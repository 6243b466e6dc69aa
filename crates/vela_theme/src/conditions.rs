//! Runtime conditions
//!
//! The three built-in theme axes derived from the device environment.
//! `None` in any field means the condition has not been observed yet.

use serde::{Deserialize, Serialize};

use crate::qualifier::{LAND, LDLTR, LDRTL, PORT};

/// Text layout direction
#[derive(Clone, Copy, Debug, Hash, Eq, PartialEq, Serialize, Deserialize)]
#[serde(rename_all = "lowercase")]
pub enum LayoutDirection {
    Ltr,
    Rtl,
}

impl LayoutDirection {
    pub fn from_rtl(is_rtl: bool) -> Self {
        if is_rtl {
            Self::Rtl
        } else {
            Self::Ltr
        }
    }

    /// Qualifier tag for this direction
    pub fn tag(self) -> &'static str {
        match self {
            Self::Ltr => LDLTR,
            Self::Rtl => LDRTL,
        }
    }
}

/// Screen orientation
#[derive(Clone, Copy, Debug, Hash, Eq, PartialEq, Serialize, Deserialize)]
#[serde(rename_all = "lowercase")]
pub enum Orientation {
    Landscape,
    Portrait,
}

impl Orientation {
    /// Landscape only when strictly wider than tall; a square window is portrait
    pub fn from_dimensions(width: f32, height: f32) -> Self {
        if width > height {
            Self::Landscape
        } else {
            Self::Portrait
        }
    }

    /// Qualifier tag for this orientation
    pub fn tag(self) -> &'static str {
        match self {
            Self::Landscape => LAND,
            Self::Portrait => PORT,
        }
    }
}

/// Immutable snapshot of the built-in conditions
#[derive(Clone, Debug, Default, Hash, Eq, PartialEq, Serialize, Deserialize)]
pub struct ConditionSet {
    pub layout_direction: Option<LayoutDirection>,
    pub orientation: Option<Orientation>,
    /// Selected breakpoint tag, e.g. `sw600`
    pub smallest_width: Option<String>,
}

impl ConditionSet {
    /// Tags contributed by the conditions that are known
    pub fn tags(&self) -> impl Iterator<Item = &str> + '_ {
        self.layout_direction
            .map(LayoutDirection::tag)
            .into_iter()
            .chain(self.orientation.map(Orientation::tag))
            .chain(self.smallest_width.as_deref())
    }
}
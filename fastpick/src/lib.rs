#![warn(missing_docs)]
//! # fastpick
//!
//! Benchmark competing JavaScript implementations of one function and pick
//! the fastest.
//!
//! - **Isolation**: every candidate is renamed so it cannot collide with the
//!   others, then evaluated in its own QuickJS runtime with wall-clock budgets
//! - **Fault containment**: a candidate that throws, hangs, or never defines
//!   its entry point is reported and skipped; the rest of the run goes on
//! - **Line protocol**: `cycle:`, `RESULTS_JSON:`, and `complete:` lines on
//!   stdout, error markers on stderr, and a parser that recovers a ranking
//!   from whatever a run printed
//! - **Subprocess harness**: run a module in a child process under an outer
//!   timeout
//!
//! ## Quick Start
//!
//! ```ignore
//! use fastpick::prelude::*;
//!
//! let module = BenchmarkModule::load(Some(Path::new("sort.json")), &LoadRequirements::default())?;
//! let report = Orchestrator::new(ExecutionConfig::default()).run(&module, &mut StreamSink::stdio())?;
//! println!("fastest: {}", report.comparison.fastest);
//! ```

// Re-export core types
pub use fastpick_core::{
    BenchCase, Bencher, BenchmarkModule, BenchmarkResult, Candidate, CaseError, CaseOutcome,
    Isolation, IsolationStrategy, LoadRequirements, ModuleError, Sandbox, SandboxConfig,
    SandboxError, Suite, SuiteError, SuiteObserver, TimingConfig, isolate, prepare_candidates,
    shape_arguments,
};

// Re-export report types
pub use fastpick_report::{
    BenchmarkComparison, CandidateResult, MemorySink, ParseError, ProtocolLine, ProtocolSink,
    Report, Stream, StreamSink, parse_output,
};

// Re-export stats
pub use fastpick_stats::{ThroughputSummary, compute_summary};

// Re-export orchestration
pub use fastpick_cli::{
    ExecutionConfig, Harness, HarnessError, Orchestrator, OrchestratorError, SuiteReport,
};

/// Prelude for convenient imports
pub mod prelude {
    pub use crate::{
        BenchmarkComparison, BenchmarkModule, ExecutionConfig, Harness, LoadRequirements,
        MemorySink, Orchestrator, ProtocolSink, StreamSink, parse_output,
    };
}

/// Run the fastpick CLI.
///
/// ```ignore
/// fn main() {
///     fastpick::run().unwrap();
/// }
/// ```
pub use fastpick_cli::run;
□ □ □ □ □
◆ Exercise objective:
Extract the lines of the preceding material that run from the line with "window is portrait" through the line with "pub struct ConditionSet", inclusive, reproducing them exactly and adding nothing.

◆ Written solution:
    /// Landscape only when strictly wider than tall; a square window is portrait
    pub fn from_dimensions(width: f32, height: f32) -> Self {
        if width > height {
            Self::Landscape
        } else {
            Self::Portrait
        }
    }

    /// Qualifier tag for this orientation
    pub fn tag(self) -> &'static str {
        match self {
            Self::Landscape => LAND,
            Self::Portrait => PORT,
        }
    }
}

/// Immutable snapshot of the built-in conditions
#[derive(Clone, Debug, Default, Hash, Eq, PartialEq, Serialize, Deserialize)]
pub struct ConditionSet {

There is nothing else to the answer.